What can be done in 48 hours? Interview with the BioHack 2019 bioinformatics hackathon winner

The fourth bioinformatics hackathon BioHack 2020 starts on March 27 in St. Petersburg . During the existence of the hackathon, more than 300 young specialists from different countries participated in it and 58 solutions were developed. Leading research organizations presented their projects for working at the hackathon: Institute of Physiology named after I.P. Pavlova, Institute of Cytology RAS, St. Petersburg State University, Federal Scientific Center for Physical Medicine, JetBrains BioLabs, Protein Institute RAS, Genotek, MIPT, iBinom and others.

In 2019, the Garlic team took the main prize of 150,000 rubles. For 48 hours allocated to work, the team created a tool that allows you to search for genomic rearrangements of a given structure. We asked the curator of the project, Dmitry Konanov, to talk about the project, the hackathon and, in general, the life of bioinformatics.



- Tell me, what were you doing at that moment when you were a member of the hackathon?
- At the time of my participation in the hackathon, I worked in the bioinformatics laboratory at the Federal Scientific and Practical Center of Physical-Chemical Medicine of the FMBA of Russia (Federal Scientific and Clinical Center for Physico-Chemical Medicine of the Federal Medical and Biological Agency), wrote a diploma there. Now I continue to work in the center.

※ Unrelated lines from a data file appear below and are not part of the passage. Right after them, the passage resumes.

//! End-to-end queries against the bundled test catalog

use std::fs;
use std::path::PathBuf;
use std::sync::Arc;

use approx::{assert_abs_diff_eq, assert_relative_eq};
use nalgebra::Vector3;
use rand::rngs::StdRng;
use rand::{Rng, SeedableRng};
use rstest::rstest;
use tempfile::TempDir;

use orrery::constants::{DAY_S, DEG2RAD, MAS2RAD, TAU};
use orrery::hierarchy::BodyId;
use orrery::{Ephemeris, EphemerisConfig, EphemerisHandle, JulianDate, Loader, OrreryError};

fn catalog_path() -> PathBuf {
    PathBuf::from(env!("CARGO_MANIFEST_DIR")).join("tests/data/catalog.xml")
}

fn ephemeris() -> Ephemeris {
    Loader::new()
        .with_default_paths(false)
        .with_path(catalog_path())
        .load_ephemeris(EphemerisConfig::default())
        .unwrap()
}

#[test]
fn test_sun_is_the_fixed_root() {
    let eph = ephemeris();
    let sun = eph.body_id("Sun").unwrap();
    assert!(eph.hierarchy().is_root(sun));
    assert_eq!(eph.hierarchy().roots(), &[sun]);
    assert!(eph.orbit(sun).is_none());

    let mut rng = StdRng::seed_from_u64(7);
    for _ in 0..20 {
        let t = JulianDate::J2000 + rng.gen_range(-50_000.0..50_000.0);
        assert_eq!(eph.position_of("Sun", t).unwrap(), Vector3::zeros());
        assert_eq!(eph.position_of("sol", t).unwrap(), Vector3::zeros());
    }
}

#[test]
fn test_earth_reproduces_mean_anomaly_at_epoch() {
    let eph = ephemeris();
    let earth = eph.body_id("Earth").unwrap();
    let state = eph.orbit_state(earth, JulianDate::J2000).unwrap().unwrap();
    assert_relative_eq!(
        state.mean_anomaly,
        (-2.48284 * DEG2RAD).rem_euclid(TAU),
        epsilon = 1e-12
    );
    assert!((0.0..TAU).contains(&state.mean_anomaly));

    // The solved eccentric anomaly satisfies Kepler's equation
    let e = 0.0167086;
    let residual = state.eccentric_anomaly - e * state.eccentric_anomaly.sin() - state.mean_anomaly;
    assert!(residual.abs() < 1e-9, "residual = {:e}", residual);
}

#[test]
fn test_earth_year_and_distance_bounds() {
    let eph = ephemeris();
    let earth = eph.body_id("Earth").unwrap();
    let orbit = eph.orbit(earth).unwrap();
    assert_relative_eq!(TAU / orbit.mean_motion() / DAY_S, 365.25, max_relative = 1e-3);

    let (a, e) = (149_598_023.0, 0.0167086);
    let mut rng = StdRng::seed_from_u64(2000);
    for _ in 0..200 {
        let t = JulianDate::J2000 + rng.gen_range(-36_525.0..36_525.0);
        let r = eph.position_of("Earth", t).unwrap().norm();
        assert!(r >= a * (1.0 - e) - 1e-3 && r <= a * (1.0 + e) + 1e-3, "r = {}", r);
    }

    // One orbital period later the planet is back where it started
    let t0 = JulianDate::J2000 + 123.0;
    let period_days = TAU / orbit.mean_motion() / DAY_S;
    let p0 = eph.position_of("Earth", t0).unwrap();
    let p1 = eph.position_of("Earth", t0 + period_days).unwrap();
    assert_relative_eq!(p0, p1, max_relative = 1e-6);
}

#[test]
fn test_moon_is_placed_relative_to_earth() {
    let eph = ephemeris();
    let t = JulianDate::new(2_460_000.5);
    let earth = eph.position_of("Earth", t).unwrap();
    let moon = eph.position_of("luna", t).unwrap();
    let relative = eph.relative_position_of("Moon", t).unwrap();

    assert_relative_eq!(moon, earth + relative, max_relative = 1e-12);
    let (a, e) = (384_399.0, 0.0549);
    let r = relative.norm();
    assert!(r >= a * (1.0 - e) - 1e-3 && r <= a * (1.0 + e) + 1e-3);

    // Mean motion comes from Earth's mass: roughly a 27 day month
    let moon_id = eph.body_id("Moon").unwrap();
    let month = TAU / eph.orbit(moon_id).unwrap().mean_motion() / DAY_S;
    assert!((27.0..28.0).contains(&month), "month = {}", month);
    assert_eq!(eph.hierarchy().ancestor_chain(moon_id).len(), 3);
}

#[rstest]
#[case(0.0)]
#[case(-200.0)]
#[case(365.0)]
#[case(3650.0)]
fn test_hyperbolic_visitor_propagates(#[case] days_from_perihelion: f64) {
    let eph = ephemeris();
    let id = eph.body_id("1I/2017 U1").unwrap();
    let epoch = eph.body(id).orbit.epoch;
    let state = eph
        .orbit_state(id, epoch + days_from_perihelion)
        .unwrap()
        .unwrap();

    let q = 190_340_000.0 * (1.20113 - 1.0);
    assert!(state.radius.is_finite());
    assert!(state.radius >= q * (1.0 - 1e-9));
    assert_relative_eq!(state.position.norm(), state.radius, max_relative = 1e-9);
    if days_from_perihelion == 0.0 {
        assert_relative_eq!(state.radius, q, max_relative = 1e-9);
    } else {
        assert_eq!(state.mean_anomaly.signum(), days_from_perihelion.signum());
    }
}

#[test]
fn test_orientation_undefined_versus_zero() {
    let eph = ephemeris();
    assert_eq!(eph.orientation_of("Sun", JulianDate::J2000).unwrap(), None);

    let ceres = eph
        .orientation_of("Ceres", JulianDate::J2000)
        .unwrap()
        .unwrap();
    assert_abs_diff_eq!(ceres.meridian_deg, 0.0, epsilon = 1e-9);
    assert_relative_eq!(ceres.north_pole, Vector3::z(), epsilon = 1e-12);
}

#[test]
fn test_earth_meridian_is_periodic() {
    let eph = ephemeris();
    let t = JulianDate::new(2_459_000.25);
    let sidereal_day = 86_164.0905 / DAY_S;
    let w0 = eph.orientation_of("Earth", t).unwrap().unwrap().meridian_deg;
    let w1 = eph
        .orientation_of("Earth", t + sidereal_day)
        .unwrap()
        .unwrap()
        .meridian_deg;
    let diff = (w0 - w1).abs();
    assert!(diff.min(360.0 - diff) < 1e-4);
}

#[test]
fn test_star_proper_motion() {
    let eph = ephemeris();
    let sirius = eph.catalog().star("Sirius").unwrap().location;
    let century = JulianDate::J2000 + 36_525.0;
    let moved = eph.apparent_position_of("dog star", century).unwrap();

    assert_relative_eq!(moved.dec - sirius.dec, -1223.07 * 100.0 * MAS2RAD, epsilon = 1e-10);
    assert_relative_eq!(
        (moved.ra - sirius.ra) * sirius.dec.cos(),
        -546.01 * 100.0 * MAS2RAD,
        epsilon = 1e-10
    );
    let distance = moved.distance_ly.unwrap();
    assert!(distance < 8.6 && distance > 8.59);

    // The reference epoch is configurable
    let config = EphemerisConfig::new().with_stellar_epoch(century);
    let shifted = Ephemeris::new(eph.catalog().clone(), config).unwrap();
    let at_epoch = shifted.apparent_position_of("Sirius", century).unwrap();
    assert_relative_eq!(at_epoch.ra, sirius.ra, epsilon = 1e-12);
    assert_relative_eq!(at_epoch.dec, sirius.dec, epsilon = 1e-12);
}

#[test]
fn test_unknown_targets_are_reference_errors() {
    let eph = ephemeris();
    let t = JulianDate::J2000;
    for result in [
        eph.position_of("Vulcan", t).map(|_| ()),
        eph.orientation_of("Vulcan", t).map(|_| ()),
        eph.apparent_position_of("Earth", t).map(|_| ()),
    ] {
        assert!(matches!(result, Err(OrreryError::Reference(_))));
    }
}

const EARTH_FARTHER: &str = r#"<catalog>
    <body name="Earth" type="planet" parent="Sun">
        <orbit eccentricity="0" semimajor="300000000" period="31557600" inclination="0"
               longitude-ascending="0" argument-periapsis="0">
            <point mean-anomaly="0"/>
        </orbit>
        <physical mass="5.97237e24"/>
    </body>
</catalog>"#;

#[test]
fn test_later_documents_override_and_reload_swaps() {
    let dir = TempDir::new().unwrap();
    let override_path = dir.path().join("override.xml");
    fs::write(&override_path, EARTH_FARTHER).unwrap();

    let handle = Arc::new(EphemerisHandle::new(ephemeris()));
    let t = JulianDate::J2000 + 10.0;
    let near = handle.snapshot().position_of("Earth", t).unwrap().norm();

    let reloaded = Loader::new()
        .with_default_paths(false)
        .with_path(catalog_path())
        .with_path(&override_path)
        .load_ephemeris(EphemerisConfig::default())
        .unwrap();
    assert_eq!(reloaded.catalog().bodies().len(), 5);
    // The override carries no rotation
    assert_eq!(reloaded.orientation_of("Earth", t).unwrap(), None);

    std::thread::scope(|scope| {
        for _ in 0..4 {
            let handle = Arc::clone(&handle);
            scope.spawn(move || {
                for _ in 0..200 {
                    let snapshot = handle.snapshot();
                    let earth = snapshot.position_of("Earth", t).unwrap();
                    let moon = snapshot.position_of("Moon", t).unwrap();
                    let relative = snapshot.relative_position_of("Moon", t).unwrap();
                    // Every query against one snapshot agrees with itself
                    assert_relative_eq!(moon, earth + relative, max_relative = 1e-12);
                    let r = earth.norm();
                    assert!((r - near).abs() < 1.0 || (r - 3.0e8).abs() < 1e-3);
                }
            });
        }
        let previous = handle.replace(reloaded);
        assert_relative_eq!(previous.position_of("Earth", t).unwrap().norm(), near);
    });

    assert_relative_eq!(
        handle.snapshot().position_of("Earth", t).unwrap().norm(),
        3.0e8,
        max_relative = 1e-12
    );
}

#[test]
fn test_body_ids_follow_catalog_order() {
    let eph = ephemeris();
    assert_eq!(eph.body_id("Sun").unwrap(), BodyId(0));
    let tree: Vec<&str> = eph
        .hierarchy()
        .depth_first()
        .into_iter()
        .map(|(id, _)| eph.body(id).name.as_str())
        .collect();
    assert_eq!(tree, vec!["Sun", "Earth", "Moon", "Ceres", "Oumuamua"]);
}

- Why did you decide to participate in BioHack?
- Somehow it happened so spontaneously. The deadline was already approaching - one of the last days of receiving projects was on, the laboratory asked me if I wanted to participate in the hackathon: I just had to send the project. I wrote something in about 15 minutes and sent a request.



- So it was a project that you already worked on in the laboratory?
- I wanted to work on it, I started working on it, but it was very unfinished. At the hackathon, we brought it to the state I wanted to bring to - the algorithm has become more automated.

- Tell me how the idea of ​​the project came about.
- In general, the initial idea is not mine, but Alexander Manolov, Ph.D. bioinformatics laboratories. This is the person who was at that time the head of my diploma.

It is known that the genomes of bacteria are very plastic. Many events can occur in them: the transfer of genes from one bacterium to another, a change in their sequence, insertion and removal of fragments of the genome. The idea is this: let there be 4 bacterial genomes. Each genome consists of 5 genes: the first XYZTF genome, the second XRLAF genome, the third XYKTF genome, and the fourth XYLTF. (Figure “Perestroika in the graphs”). In our example, the same letters in the genomes correspond to homologous (one might say, the same) genes. The sequence of letters shows the sequence of genes in the genomes.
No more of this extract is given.